Sequential (`discover/`)

A single agent writes and executes experiments one at a time. No built-in exploration mechanism. The Scientist retains tool access during Socratic review, so when Socrates asks "how many features have zero importance?" the Scientist runs the analysis right then. Best when per-step quality matters more than raw experiment volume.

Evolutionary (`socratic-evolve/`)

An evolutionary code-generation system (MLevolve) maintaining a tree of candidate solutions across parallel branches. Includes evolution stages (paradigm-shift mutations), fusion stages (cross-branch solution merging), and runs multiple branches in parallel. During review, the Scientist can only revise plan text (no tool access). Best when the search space rewards high iteration volume.

The three conditions

All controlled via configuration flags (use_socrates_review and use_baseline_pi in config.yaml / config.py):

Condition	Flags	Behavior
Scientist-only	`use_socrates_review=False`, `use_baseline_pi=False`	Single agent, no supervision.
Baseline PI	`use_socrates_review=False`, `use_baseline_pi=True`	Second agent giving generic encouragement (control condition).
Socrates	`use_socrates_review=True`	Full protocol: question-only PI, `[APPROVED]` gate.

Reproducing the paper results

We evaluate on five tasks from MLE-bench:

Task	Metric	Notes
Statoil Iceberg	Log Loss ↓	Radar imagery
Stanford COVID Vaccine	MCRMSE ↓	RNA degradation
Ventilator Pressure	MAE ↓	Tabular time-series
NFL Contact Detection	MCC ↑	Player tracking + video
Smartphone Decimeter	Haversine ↓	GPS positioning

1. Get the datasets

Follow the MLE-bench instructions to download the five competition datasets. Place each one under a local directory and remember its path — you'll plug it into the config in the next step.

2. Run the sequential scaffold

cd discover/
# Edit test_config.yaml to set:
#   AGENT_CONFIG.exp_id        -> the MLE-bench task id (e.g. "statoil-iceberg-classifier-challenge")
#   AGENT_CONFIG.dataset_dir   -> the local path you put the data in
#   AGENT_CONFIG.model         -> the LLM (default: claude-opus-4-6)
python test_agent_locally.py

This writes per-experiment folders, a best_score.txt, and a submission.csv in dataset_dir. Submit submission.csv to Kaggle to get the test score.

3. Run the evolutionary scaffold

cd socratic-evolve/public-repo/
python run.py \
  exp_id="statoil-iceberg-classifier-challenge" \
  agent.use_socrates_review=True \
  agent.steps=50

For each task, run it once per condition (toggling the flags above) so you can compare Scientist-only / Baseline PI / Socrates side by side.

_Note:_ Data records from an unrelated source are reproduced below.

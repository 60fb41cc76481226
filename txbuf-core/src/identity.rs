//! Identity types for mined log records

use chrono::{DateTime, Utc};
use serde::{Deserialize, Serialize};
use std::fmt;

/// Timestamp type using UTC timezone.
pub type Timestamp = DateTime<Utc>;

/// Per-transaction event sequence number assigned by the mining source.
pub type SequenceNumber = u64;

/// The log's native identifier grouping mutations committed together.
///
/// Opaque to the buffer: compared and stored byte-for-byte.
#[derive(Debug, Clone, PartialEq, Eq, Hash, PartialOrd, Ord, Serialize, Deserialize)]
#[serde(transparent)]
pub struct TransactionId(String);

impl TransactionId {
    pub fn new(id: impl Into<String>) -> Self {
        Self(id.into())
    }

    pub fn as_str(&self) -> &str {
        &self.0
    }

    pub fn as_bytes(&self) -> &[u8] {
        self.0.as_bytes()
    }
}

impl fmt::Display for TransactionId {
    fn fmt(&self, f: &mut fmt::Formatter<'_>) -> fmt::Result {
        f.write_str(&self.0)
    }
}

impl From<&str> for TransactionId {
    fn from(s: &str) -> Self {
        Self::new(s)
    }
}

impl From<String> for TransactionId {
    fn from(s: String) -> Self {
        Self(s)
    }
}

/// Monotonically increasing coordinate into the log (an SCN / LSN).
#[derive(
    Debug, Clone, Copy, PartialEq, Eq, Hash, PartialOrd, Ord, Default, Serialize, Deserialize,
)]
#[serde(transparent)]
pub struct LogPosition(u64);

impl LogPosition {
    pub const ZERO: LogPosition = LogPosition(0);

    pub const fn new(value: u64) -> Self {
        Self(value)
    }

    pub const fn value(self) -> u64 {
        self.0
    }

    /// Big-endian encoding, so byte order matches numeric order in sorted stores.
    pub fn to_be_bytes(self) -> [u8; 8] {
        self.0.to_be_bytes()
    }

    pub fn from_be_bytes(bytes: [u8; 8]) -> Self {
        Self(u64::from_be_bytes(bytes))
    }
}

impl fmt::Display for LogPosition {
    fn fmt(&self, f: &mut fmt::Formatter<'_>) -> fmt::Result {
        write!(f, "{}", self.0)
    }
}

impl From<u64> for LogPosition {
    fn from(value: u64) -> Self {
        Self(value)
    }
}

/// Fully qualified table identifier.
#[derive(Debug, Clone, PartialEq, Eq, Hash, PartialOrd, Ord, Serialize, Deserialize)]
pub struct TableId {
    pub catalog: Option<String>,
    pub schema: String,
    pub table: String,
}

impl TableId {
    pub fn new(schema: impl Into<String>, table: impl Into<String>) -> Self {
        Self {
            catalog: None,
            schema: schema.into(),
            table: table.into(),
        }
    }

    pub fn with_catalog(mut self, catalog: impl Into<String>) -> Self {
        self.catalog = Some(catalog.into());
        self
    }
}

impl fmt::Display for TableId {
    fn fmt(&self, f: &mut fmt::Formatter<'_>) -> fmt::Result {
        match &self.catalog {
            Some(catalog) => write!(f, "{}.{}.{}", catalog, self.schema, self.table),
            None => write!(f, "{}.{}", self.schema, self.table),
        }
    }
}

/// Opaque reference to a row image held by the mining source
/// (a redo SQL fragment, a row id, or a pointer into a side store).
#[derive(Debug, Clone, PartialEq, Eq, Hash, Serialize, Deserialize)]
#[serde(transparent)]
pub struct RowImageRef(String);

impl RowImageRef {
    pub fn new(reference: impl Into<String>) -> Self {
        Self(reference.into())
    }

    pub fn as_str(&self) -> &str {
        &self.0
    }
}

#[cfg(test)]
mod tests {
    use super::*;

    #[test]
    fn test_table_id_display() {
        assert_eq!(TableId::new("HR", "EMP").to_string(), "HR.EMP");
        assert_eq!(
            TableId::new("HR", "EMP").with_catalog("ORCLPDB1").to_string(),
            "ORCLPDB1.HR.EMP"
        );
    }

    #[test]
    fn test_position_byte_order_matches_numeric_order() {
        let low = LogPosition::new(255).to_be_bytes();
        let high = LogPosition::new(256).to_be_bytes();
        assert!(low < high);
        assert_eq!(LogPosition::from_be_bytes(high), LogPosition::new(256));
    }

    #[test]
    fn test_transaction_id_serializes_transparently() {
        let id = TransactionId::new("05000a00ff1e0000");
        let json = serde_json::to_string(&id).expect("serialize should succeed");
        assert_eq!(json, "\"05000a00ff1e0000\"");
    }
}
//! Cache backend and cache manager traits.
//!
//! This module defines the traits that concrete stores implement. The buffer
//! components depend only on these traits, never on a concrete backend.

use std::ops::ControlFlow;
use std::sync::atomic::{AtomicU64, Ordering};
use std::sync::Arc;

use txbuf_core::{CacheConfiguration, GlobalConfiguration, TxBufResult};

/// Visitor used by [`CacheBackend::for_each`]. Return `ControlFlow::Break(())`
/// to stop the scan early.
pub type EntryVisitor<'a> = dyn FnMut(&[u8], &[u8]) -> ControlFlow<()> + 'a;

/// Key/value contract for one named cache.
///
/// This trait abstracts over different stores (in-memory, LMDB, a remote
/// grid). Implementations must be thread-safe: a single writer drives all
/// mutations while a statistics path may call `size` and `for_each`
/// concurrently.
///
/// # Ordering
///
/// No ordering is guaranteed across keys. Only per-key read-after-write
/// consistency for the single writer is required.
pub trait CacheBackend: Send + Sync {
    /// Internal cache name.
    fn name(&self) -> &str;

    /// Get the value stored under `key`.
    fn get(&self, key: &[u8]) -> TxBufResult<Option<Vec<u8>>>;

    /// Store `value` under `key`, returning the previous value.
    fn put(&self, key: &[u8], value: &[u8]) -> TxBufResult<Option<Vec<u8>>>;

    /// Remove `key`. Returns whether an entry was removed.
    fn remove(&self, key: &[u8]) -> TxBufResult<bool>;

    /// Remove every entry.
    fn clear(&self) -> TxBufResult<()>;

    /// Number of entries.
    fn size(&self) -> TxBufResult<u64>;

    /// Visit every entry without materializing the whole cache.
    ///
    /// Each call starts a fresh scan, so recovery can restart it at will.
    fn for_each(&self, visitor: &mut EntryVisitor<'_>) -> TxBufResult<()>;

    /// Hit/miss counters for this cache.
    fn stats(&self) -> CacheStats;

    /// Whether the cache has no entries.
    fn is_empty(&self) -> TxBufResult<bool> {
        Ok(self.size()? == 0)
    }
}

/// The backend's manager object: defines caches and administers their storage.
pub trait CacheManager: Send + Sync {
    /// Manager name from the global configuration.
    fn name(&self) -> &str;

    /// Define (or reopen) a cache from its resolved configuration.
    fn define_cache(&self, config: &CacheConfiguration) -> TxBufResult<Arc<dyn CacheBackend>>;

    /// Administratively destroy a named cache and its stored data.
    fn remove_cache(&self, cache_name: &str) -> TxBufResult<()>;

    /// Whether storage for `cache_name` currently exists.
    fn cache_exists(&self, cache_name: &str) -> bool;

    /// Names of the caches defined through this manager.
    fn cache_names(&self) -> Vec<String>;

    /// Stop the manager. Caches already handed out keep working until dropped.
    fn shutdown(&self) -> TxBufResult<()>;
}

/// Starts a [`CacheManager`] from a resolved global configuration.
pub trait CacheManagerFactory: Send + Sync {
    fn start(&self, global: &GlobalConfiguration) -> TxBufResult<Box<dyn CacheManager>>;
}

impl<F> CacheManagerFactory for F
where
    F: Fn(&GlobalConfiguration) -> TxBufResult<Box<dyn CacheManager>> + Send + Sync,
{
    fn start(&self, global: &GlobalConfiguration) -> TxBufResult<Box<dyn CacheManager>> {
        self(global)
    }
}

/// Statistics about cache usage.
#[derive(Debug, Clone, Default, PartialEq, Eq)]
pub struct CacheStats {
    /// Number of cache hits.
    pub hits: u64,
    /// Number of cache misses.
    pub misses: u64,
    /// Number of writes.
    pub writes: u64,
    /// Number of removed entries.
    pub removals: u64,
}

impl CacheStats {
    /// Calculate the hit rate (0.0 to 1.0).
    pub fn hit_rate(&self) -> f64 {
        let total = self.hits + self.misses;
        if total == 0 {
            0.0
        } else {
            self.hits as f64 / total as f64
        }
    }
}

/// Atomic counters behind [`CacheStats`], shared by the backends.
#[derive(Debug, Default)]
pub(crate) struct StatsCounter {
    enabled: bool,
    hits: AtomicU64,
    misses: AtomicU64,
    writes: AtomicU64,
    removals: AtomicU64,
}

impl StatsCounter {
    pub(crate) fn new(enabled: bool) -> Self {
        Self {
            enabled,
            ..Default::default()
        }
    }

    pub(crate) fn record_read(&self, hit: bool) {
        if !self.enabled {
            return;
        }
        if hit {
            self.hits.fetch_add(1, Ordering::Relaxed);
        } else {
            self.misses.fetch_add(1, Ordering::Relaxed);
        }
    }

    pub(crate) fn record_write(&self) {
        if self.enabled {
            self.writes.fetch_add(1, Ordering::Relaxed);
        }
    }

    pub(crate) fn record_removals(&self, count: u64) {
        if self.enabled {
            self.removals.fetch_add(count, Ordering::Relaxed);
        }
    }

    pub(crate) fn snapshot(&self) -> CacheStats {
        CacheStats {
            hits: self.hits.load(Ordering::Relaxed),
            misses: self.misses.load(Ordering::Relaxed),
            writes: self.writes.load(Ordering::Relaxed),
            removals: self.removals.load(Ordering::Relaxed),
        }
    }
}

4. Collecting and plotting

cd socratic-evolve/public-repo/
python collect_and_plot.py   # aggregates per-experiment logs into the paper's tables/plots
python dashboard.py          # optional live dashboard

Expected results

Task	Scientist-only (test)	Baseline PI (test)	Socrates (test)	Δ vs Scientist
Statoil	0.255	0.251	0.229	+10.5%
COVID	0.389	0.308	0.294	+24.4%
Ventilator	1.534	0.815	0.853	+44.4%
NFL	0.198	0.537	0.584	+195.4%
Smartphone	6.285	5.993	5.984	+4.8%

Note: LLM agents are high-variance run-to-run. We saw a standard deviation of ~15% of the mean across 10 Scientist-only seeds on Smartphone. Expect single-seed numbers to vary; the direction of the effect (Socrates ≥ Baseline PI > Scientist-only) is the reproducible claim.

Configuration reference

The key flags live in socratic-evolve/public-repo/config/config.yaml and discover/test_config.yaml:

Flag	Default	Meaning
`agent.use_socrates_review`	`false`	Enable the full Socrates question-only protocol.
`agent.use_baseline_pi`	`false`	Enable the generic-encouragement control condition.
`agent.steps`	`50` (evolve) / `30` (seq)	Total experiment budget.
`agent.K`	`3`	Max discussion rounds before forced approval.
`agent.model`	`claude-opus-4-6`	Scientist LLM.
`agent.feedback_model`	(same as `model`)	Socrates LLM (can differ from the Scientist).
`agent.respect_finished`	`true`	Whether the agent may stop early via `[FINISHED]`.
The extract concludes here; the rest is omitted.